ULT aims to reduce serum uric acid levels below the saturation point (typically <6 mg/dL) to dissolve existing crystals and prevent new formation. Initiation of ULT is *not* done during an acute attack.

  • Xanthine Oxidase Inhibitors (XOIs): Allopurinol and febuxostat are the most commonly used agents. They inhibit xanthine oxidase, an enzyme crucial in uric acid production. Allopurinol can cause hypersensitivity reactions, while febuxostat has a higher cardiovascular risk in some patients.
  • Uricosurics: Probenecid increases uric acid excretion by the kidneys. Requires adequate hydration and is contraindicated in patients with renal impairment.
  • Pegloticase: A recombinant mammalian uricase enzyme that converts uric acid to allantoin, a more soluble and easily excreted product. Reserved for severe, refractory gout.

Rationale for Colchicine Use During Acute Gout Attacks

Colchicine’s mechanism of action is unique. It binds to tubulin, disrupting microtubule polymerization. This inhibits leukocyte migration and adhesion to the joint lining, reducing inflammation. Specifically, it interferes with the inflammasome activation, a key component of the inflammatory cascade in gout.

Colchicine is most effective when started early in an attack, ideally within the first 24-48 hours. However, it has a narrow therapeutic index, meaning the difference between an effective dose and a toxic dose is small. Common side effects include nausea, vomiting, and diarrhea. Its use is often limited by these gastrointestinal effects.

Drug Mechanism of Action Use Side Effects
Colchicine Inhibits leukocyte migration & inflammasome activation Acute gout attacks Nausea, vomiting, diarrhea
Allopurinol Inhibits xanthine oxidase Chronic gout (ULT) Hypersensitivity reactions
Febuxostat Inhibits xanthine oxidase Chronic gout (ULT) Cardiovascular risk

Conclusion

Effective pharmacotherapy of gout requires a tailored approach, addressing both acute inflammation and chronic hyperuricemia. While NSAIDs and corticosteroids provide rapid relief during attacks, urate-lowering therapy is essential for long-term prevention. Colchicine remains a valuable option for acute attacks, particularly when initiated early, despite its potential side effects. Careful patient selection, monitoring, and adherence to treatment guidelines are crucial for optimal outcomes in gout management.

Answer Length

This is a comprehensive model answer for learning purposes and may exceed the word limit. In the exam, always adhere to the prescribed word count.

Additional Resources

Key Definitions

Hyperuricemia
A condition characterized by an elevated level of uric acid in the blood, typically defined as >7 mg/dL. It is a major risk factor for gout.
Inflammasome
A multi-protein complex within cells that activates inflammatory responses. In gout, the NLRP3 inflammasome is activated by monosodium urate crystals, leading to the release of pro-inflammatory cytokines like IL-1β.

Key Statistics

The prevalence of gout has been increasing globally. In the US, it affects approximately 4% of adults, with a higher prevalence in men and individuals with comorbidities like obesity and kidney disease.
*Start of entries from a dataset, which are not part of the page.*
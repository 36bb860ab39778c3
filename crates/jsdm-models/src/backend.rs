//! Numerical backend interface
//!
//! Training, prediction and the likelihood are computed by an external
//! engine. A [`Backend`] builds models; a [`ModelHandle`] is one model living
//! inside that engine. Everything crossing this boundary is an `ndarray`
//! array or one of the plain configuration structs below.

use ndarray::{Array1, Array2};
use serde::{Deserialize, Serialize};

use crate::base::{BackendResult, LogLikelihood};
use crate::sdm::config::{Device, Link, ModelConfig, OptimizerSpec, Precision};

/// Activation of a dense layer; the species layer is always linear
#[derive(Debug, Clone, Copy, PartialEq, Eq, Default, Serialize, Deserialize)]
pub enum Activation {
    #[default]
    Linear,
}

/// Dense layer added on top of the model input
#[derive(Debug, Clone, Copy, PartialEq, Serialize, Deserialize)]
pub struct LayerSpec {
    /// Output width
    pub width: usize,
    /// Whether the layer has a bias term
    pub bias: bool,
    pub l1: f64,
    pub l2: f64,
    pub activation: Activation,
}

/// Covariance head, optimizer and link
#[derive(Debug, Clone, Copy, PartialEq, Serialize, Deserialize)]
pub struct CovarianceSpec {
    /// Columns of the covariance factor
    pub df: usize,
    pub l1_cov: f64,
    pub l2_cov: f64,
    /// Penalize `Σ Σᵗ` rather than `Σ`
    pub reg_on_cov: bool,
    /// Include the diagonal in the penalty
    pub reg_on_diag: bool,
    pub optimizer: OptimizerSpec,
    pub link: Link,
}

/// Training loop settings
#[derive(Debug, Clone, Copy, PartialEq, Eq, Serialize, Deserialize)]
pub struct FitSpec {
    pub batch_size: usize,
    pub epochs: usize,
    /// Data-loading workers
    pub parallel: usize,
    /// Monte-Carlo samples per likelihood evaluation
    pub sampling: usize,
}

impl LayerSpec {
    /// The single bias-free linear layer from inputs to species
    pub fn from_config(config: &ModelConfig) -> Self {
        Self {
            width: config.output_dim,
            bias: false,
            l1: config.l1_coefs,
            l2: config.l2_coefs,
            activation: Activation::Linear,
        }
    }
}

impl CovarianceSpec {
    pub fn from_config(config: &ModelConfig) -> Self {
        Self {
            df: config.df,
            l1_cov: config.l1_cov,
            l2_cov: config.l2_cov,
            reg_on_cov: config.reg_on_cov,
            reg_on_diag: config.reg_on_diag,
            optimizer: config.optimizer,
            link: config.link,
        }
    }
}

impl FitSpec {
    pub fn from_config(config: &ModelConfig) -> Self {
        Self {
            batch_size: config.batch_size,
            epochs: config.epochs,
            parallel: config.parallel,
            sampling: config.sampling,
        }
    }
}

/// A model instance inside the numerical engine
pub trait ModelHandle {
    /// Append a dense layer
    fn add_layer(&mut self, layer: &LayerSpec) -> BackendResult<()>;

    /// Attach the covariance head, optimizer and link
    fn configure(&mut self, spec: &CovarianceSpec) -> BackendResult<()>;

    /// Train on sites × predictors `x` and sites × species `y`, blocking
    fn fit(&mut self, x: &Array2<f64>, y: &Array2<f64>, spec: &FitSpec) -> BackendResult<()>;

    /// Negative log-likelihood and regularization loss on `(x, y)`
    fn log_likelihood(
        &self,
        x: &Array2<f64>,
        y: &Array2<f64>,
        batch_size: usize,
        parallel: usize,
    ) -> BackendResult<LogLikelihood>;

    /// Standard errors of the coefficients, one vector per species
    fn standard_errors(
        &self,
        x: &Array2<f64>,
        y: &Array2<f64>,
        batch_size: usize,
        parallel: usize,
    ) -> BackendResult<Vec<Array1<f64>>>;

    /// Predicted responses (probabilities under probit/logit), sites × species
    fn predict(&self, x: &Array2<f64>) -> BackendResult<Array2<f64>>;

    /// Layer weights, the first being predictors × species
    fn weights(&self) -> Vec<Array2<f64>>;

    fn set_weights(&mut self, weights: Vec<Array2<f64>>) -> BackendResult<()>;

    /// Covariance factor Σ, species × df
    fn covariance_factor(&self) -> Array2<f64>;

    fn set_covariance_factor(&mut self, sigma: Array2<f64>) -> BackendResult<()>;

    /// Loss per epoch
    fn training_history(&self) -> Vec<f64>;
}

/// Factory for model handles
pub trait Backend {
    type Handle: ModelHandle;

    /// Create an empty model taking `input_dim` columns
    fn build_model(
        &self,
        input_dim: usize,
        device: Device,
        precision: Precision,
    ) -> BackendResult<Self::Handle>;

    /// Free cached device memory
    ///
    /// Must be safe to call at any time, including when no accelerator was
    /// ever used.
    fn release_cache(&self);
}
Source: National Institute of Arthritis and Musculoskeletal and Skin Diseases (NIAMS), 2023 (knowledge cutoff)

Approximately 60-80% of individuals with gout experience a first attack in the first metatarsophalangeal joint (big toe).
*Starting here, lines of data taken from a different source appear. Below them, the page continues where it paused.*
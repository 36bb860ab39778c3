//! Joint species distribution models
//!
//! A multivariate probit (or logit) model: one dense layer maps the design
//! matrix to species, and a low-rank covariance factor Σ (species × df)
//! captures species associations. Training runs inside a [`Backend`];
//! this module configures it, drives it and reports on the result.
//!
//! [`Backend`]: crate::backend::Backend

pub mod config;
pub mod fitted;
pub mod model;
pub mod simulate;

#[cfg(test)]
pub(crate) mod mock;

pub use config::{
    Device, Link, ModelConfig, OptimizerKind, OptimizerSpec, Precision, ResponseData, SdmConfig,
};
pub use fitted::{FittedModel, ModelSnapshot, TrainedArtifacts};
pub use model::Sdm;
pub use simulate::simulate_bernoulli;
Source: American College of Rheumatology, 2022 (knowledge cutoff)

Examples

Dietary Triggers

A patient with gout may experience an acute attack after consuming a large meal rich in purines, such as red meat, organ meats, or seafood. This increases uric acid production, potentially triggering crystal formation.

Frequently Asked Questions

Can gout be cured?

Gout is not typically "cured," but it can be effectively managed with long-term urate-lowering therapy. Maintaining serum uric acid levels below the saturation point can prevent future attacks and dissolve existing crystals, leading to remission.